Ocurre en el corazón de la Misa, cuando
el celebrante toma en sus manos la hostia y se dispone a comenzar a decir las
palabras que transformarán ese pan en el Cuerpo herido, llagado, ultrajado,
traspasado de Cristo. Ese Cristo, hecho Cordero de Dios, Sacrificio de
expiación, ese Cristo manso y humilde, callado como oveja llevada a matadero,
literalmente ha de ser llevado, cargado, por el sacerdote celebrante. Hay que
portar al que todo contiene, como dice san Juan Crisóstomo.
Y para eso la Liturgia nos indica una
escueta consigna: inclinarse (cfr. Plegarias Eucarísticas, Misal Romano)
Y aunque de paso sea un gesto de profunda veneración, no es esa su primera
acepción: más bien se trata de inclinarse como lo hace un animal ensillado para
ser montado.
Durante siglos y siglos (al menos
catorce) este “inclinarse” fue enfático, intenso, al punto que ambos codos y
antebrazos debían apoyarse sobre el altar; hoy la discreta rúbrica sólo indica
que se inclina un poco (parum), sin
explicitar cuánto ni cómo.
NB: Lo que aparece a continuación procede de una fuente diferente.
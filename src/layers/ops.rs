//! Pure operations over the text layer sequence.
//!
//! Every function takes the current sequence and returns the next one; nothing else is touched.

use std::collections::HashSet;

use super::model::{LayerId, TextAttr, TextLayer};

/// Id that a layer appended to `layers` receives: one past the largest id, or 1 if empty.
///
/// When the largest id is `u32::MAX` the lowest unused id is handed out instead.
pub fn next_layer_id(layers: &[TextLayer]) -> LayerId {
    let max = layers.iter().map(|l| l.id.0).max().unwrap_or(0);
    if let Some(next) = max.checked_add(1) {
        return LayerId(next);
    }
    let used: HashSet<u32> = layers.iter().map(|l| l.id.0).collect();
    // A sequence cannot hold u32::MAX layers, so a free id always exists.
    LayerId((1..u32::MAX).find(|id| !used.contains(id)).unwrap_or(0))
}

/// A default layer whose id does not collide with `existing`.
pub fn create_text_layer(existing: &[TextLayer]) -> TextLayer {
    TextLayer::with_defaults(next_layer_id(existing))
}

/// Append a default layer.
pub fn add_text_layer(mut layers: Vec<TextLayer>) -> Vec<TextLayer> {
    let layer = create_text_layer(&layers);
    layers.push(layer);
    layers
}

/// Append a copy of `source` with a fresh id.
pub fn duplicate_text_layer(mut layers: Vec<TextLayer>, source: &TextLayer) -> Vec<TextLayer> {
    let mut copy = source.clone();
    copy.id = next_layer_id(&layers);
    layers.push(copy);
    layers
}

/// Drop every layer with `id`.
pub fn remove_text_layer(mut layers: Vec<TextLayer>, id: LayerId) -> Vec<TextLayer> {
    layers.retain(|l| l.id != id);
    layers
}

/// Apply `attr` to the layer with `id`. Unknown ids leave the sequence unchanged.
pub fn update_attribute(
    mut layers: Vec<TextLayer>,
    id: LayerId,
    attr: &TextAttr,
) -> Vec<TextLayer> {
    if let Some(layer) = layers.iter_mut().find(|l| l.id == id) {
        attr.apply_to(layer);
    }
    layers
}

#[cfg(test)]
#[path = "../../tests/unit/layers/ops.rs"]
mod tests;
Pero aún reducido a mesura y sobriedad, el gesto
expresa con notable plasticidad lo que por siglos comentaron los Padres y
místicos: el sacerdote carga sobre sí al Cristo sufriente; como Cristo cargó
con nosotros al cargar sobre sus espaldas la Cruz. Él nos cargó; ahora el
sacerdote lo carga a Él. Suavemente, delicadamente, piadosamente.
Pero para dar con el modo exacto de
estos adverbios, con la precisa manera en que hacerlo, por siglos y siglos el
consejo fue unánime: mirad al pollino.
¿Quieres, sacerdote, hallar la forma
más exquisita, más ajustada, más pura con que tomarlo y cargarlo? Mira al asno, mira al burrito. Ni las
águilas en su vuelo señorial, ni el cordero en su ternura, ni los leones en su
bravura, ni los venados en su hermosura, podrán enseñarte este arte sacerdotal
con que portar sobre tu lomo al Rey y Señor para que avance resuelto hacia el
ara del Sacrificio donde derramar su Vida por nosotros.
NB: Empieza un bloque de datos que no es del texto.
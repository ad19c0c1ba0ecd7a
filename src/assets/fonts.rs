use std::path::Path;

use usvg::fontdb;

use crate::foundation::error::{TextBehindError, TextBehindResult};

/// Font files picked up by [`FontLibrary::load_dir`].
pub const FONT_EXTENSIONS: &[&str] = &["ttf", "otf", "ttc"];

#[derive(Clone, Debug, PartialEq, Eq)]
/// Face chosen for a requested family and weight.
pub struct FaceMatch {
    /// Face identifier inside the owning [`FontLibrary`].
    pub id: fontdb::ID,
    /// Primary family name of the face.
    pub family: String,
    /// Actual weight of the face (may differ from the requested weight).
    pub weight: u16,
    /// Whether the requested family was found, as opposed to a fallback face.
    pub exact_family: bool,
}

/// Font discovery and family/weight matching over a `fontdb` database.
pub struct FontLibrary {
    db: fontdb::Database,
}

impl std::fmt::Debug for FontLibrary {
    fn fmt(&self, f: &mut std::fmt::Formatter<'_>) -> std::fmt::Result {
        f.debug_struct("FontLibrary")
            .field("faces", &self.face_count())
            .finish()
    }
}

impl Default for FontLibrary {
    fn default() -> Self {
        Self::empty()
    }
}

impl FontLibrary {
    /// Library with no faces loaded.
    pub fn empty() -> Self {
        Self {
            db: fontdb::Database::new(),
        }
    }

    /// Library seeded with the fonts installed on the host.
    pub fn with_system_fonts() -> Self {
        let mut db = fontdb::Database::new();
        db.load_system_fonts();
        Self { db }
    }

    /// Load every `.ttf`/`.otf`/`.ttc` file directly inside `dir`.
    ///
    /// Unreadable entries are skipped. Returns the number of faces added.
    pub fn load_dir(&mut self, dir: &Path) -> usize {
        let before = self.face_count();
        let Ok(rd) = std::fs::read_dir(dir) else {
            tracing::warn!(dir = %dir.display(), "font directory is not readable");
            return 0;
        };

        for entry in rd.flatten() {
            let path = entry.path();
            if !path.is_file() {
                continue;
            }
            let Some(ext) = path.extension().and_then(|s| s.to_str()) else {
                continue;
            };
            let ext = ext.to_ascii_lowercase();
            if !FONT_EXTENSIONS.contains(&ext.as_str()) {
                continue;
            }
            if let Err(e) = self.db.load_font_file(&path) {
                tracing::debug!(path = %path.display(), error = %e, "skipping font file");
            }
        }

        let added = self.face_count() - before;
        tracing::debug!(dir = %dir.display(), added, "loaded font directory");
        added
    }

    /// Add a single font file held in memory.
    pub fn load_font_data(&mut self, bytes: Vec<u8>) -> TextBehindResult<()> {
        let before = self.face_count();
        self.db.load_font_data(bytes);
        if self.face_count() == before {
            return Err(TextBehindError::render("font data contains no usable faces"));
        }
        Ok(())
    }

    /// Number of faces currently known.
    pub fn face_count(&self) -> usize {
        self.db.len()
    }

    /// Distinct family names, sorted.
    pub fn families(&self) -> Vec<String> {
        let mut out: Vec<String> = self
            .db
            .faces()
            .filter_map(|f| f.families.first().map(|(name, _)| name.clone()))
            .collect();
        out.sort();
        out.dedup();
        out
    }

    /// Resolve `family` at `weight`.
    ///
    /// Falls back to the generic sans-serif, serif and monospace families, then to the face
    /// whose weight is closest to the request. `None` only when the library is empty.
    pub fn query(&self, family: &str, weight: u16) -> Option<FaceMatch> {
        let weight = fontdb::Weight(weight.clamp(1, 1000));
        let named = family.trim();

        if !named.is_empty() {
            let families = [fontdb::Family::Name(named)];
            if let Some(id) = self.query_families(&families, weight) {
                return self.face_match(id, true);
            }
        }

        let generic = [
            fontdb::Family::SansSerif,
            fontdb::Family::Serif,
            fontdb::Family::Monospace,
        ];
        if let Some(id) = self.query_families(&generic, weight) {
            return self.face_match(id, false);
        }

        let id = self
            .db
            .faces()
            .min_by_key(|f| (f.weight.0 as i32 - weight.0 as i32).abs())
            .map(|f| f.id)?;
        self.face_match(id, false)
    }

    /// Raw bytes and collection index of a face.
    pub fn face_bytes(&self, id: fontdb::ID) -> Option<(Vec<u8>, u32)> {
        self.db.with_face_data(id, |data, index| (data.to_vec(), index))
    }

    fn query_families(
        &self,
        families: &[fontdb::Family<'_>],
        weight: fontdb::Weight,
    ) -> Option<fontdb::ID> {
        let query = fontdb::Query {
            families,
            weight,
            stretch: fontdb::Stretch::Normal,
            style: fontdb::Style::Normal,
        };
        self.db.query(&query)
    }

    fn face_match(&self, id: fontdb::ID, exact_family: bool) -> Option<FaceMatch> {
        let face = self.db.face(id)?;
        let family = face
            .families
            .first()
            .map(|(name, _)| name.clone())
            .unwrap_or_default();
        Some(FaceMatch {
            id,
            family,
            weight: face.weight.0,
            exact_family,
        })
    }
}

#[cfg(test)]
#[path = "../../tests/unit/assets/fonts.rs"]
mod tests;
use std::sync::Arc;

use super::*;
use crate::assets::decode::decode_image;

#[test]
fn composite_file_has_fixed_name_and_mime() {
    let frame = FrameRGBA {
        width: 3,
        height: 2,
        data: vec![255; 3 * 2 * 4],
        premultiplied: true,
    };
    let file = ExportFile::composite(&frame).unwrap();
    assert_eq!(file.file_name, "text-behind-image.png");
    assert_eq!(file.mime, "image/png");
    assert_eq!((file.width, file.height), (3, 2));
    assert!(file.bytes.starts_with(&[0x89, b'P', b'N', b'G']));
}

#[test]
fn png_round_trips_dimensions_and_opaque_pixels() {
    let data = vec![
        255, 0, 0, 255, //
        0, 255, 0, 255, //
        0, 0, 255, 255, //
        12, 34, 56, 255,
    ];
    let frame = FrameRGBA {
        width: 2,
        height: 2,
        data: data.clone(),
        premultiplied: true,
    };
    let decoded = decode_image(&encode_png(&frame).unwrap()).unwrap();
    assert_eq!((decoded.width, decoded.height), (2, 2));
    assert_eq!(decoded.rgba8_premul.as_slice(), data.as_slice());
}

#[test]
fn premultiplied_pixels_are_written_straight() {
    let frame = FrameRGBA {
        width: 1,
        height: 1,
        data: vec![64, 0, 0, 128],
        premultiplied: true,
    };
    let png = encode_png(&frame).unwrap();
    let straight = image::load_from_memory(&png).unwrap().to_rgba8();
    assert_eq!(straight.get_pixel(0, 0).0, [128, 0, 0, 128]);
}

#[test]
fn mismatched_buffer_is_an_encode_error() {
    let frame = FrameRGBA {
        width: 4,
        height: 4,
        data: vec![0; 3],
        premultiplied: true,
    };
    assert!(matches!(
        encode_png(&frame).unwrap_err(),
        TextBehindError::Encode(_)
    ));
}

#[test]
fn prepared_images_encode_too() {
    let img = PreparedImage {
        width: 1,
        height: 1,
        rgba8_premul: Arc::new(vec![0, 0, 0, 0]),
    };
    let png = encode_prepared_png(&img).unwrap();
    assert_eq!(decode_image(&png).unwrap().width, 1);
}
pub(crate) mod compositor;
pub(crate) mod frame;
pub(crate) mod preview;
Las rúbricas no son el alma de la
Liturgia mas la contienen, como el cuerpo contiene el espíritu. Por eso, cuando
un sacerdote descuida este minúsculo gesto y consagra muy erguido sacando
pecho, lo grave no es si cometió o no una infracción; lo triste, lo penoso es
que el sacerdote olvide su función de burro, desdibuje su humildísimo rol con
que hacer de mula de carga, que en su andar calmo y sereno, firme y seguro,
lleva sobre su espalda el peso completo de la Salvación del Mundo, carga sobre
su lomo al Dios anonadado que avanza para ser partido y entregado en alimento.
El cura que al momento de consagrar, en
vez de achicarse al extremo se realza y hasta mira contento a los fieles que le
miran, más que una infracción, más que un torpor celebrativo, hace el penoso
ridículo como el de aquel burro de Samaniego o aquel otro de Luciani, creyendo
que el centro es él.
Un burrico que saca pecho tira a su jinete. Un asno que, engreído por los Hossanas y aplausos, perdiera la curvatura de su humilde gesto y condición, arroja y despide al Cristo que porta.
Sólo en la escuela del señor Jumento
los clérigos aprendemos el oficio. Sólo el burro nos desasna. Su opaco pelaje
gris, su hocico gacho, su mirada silente, su andar calmo, son arte celebrativo.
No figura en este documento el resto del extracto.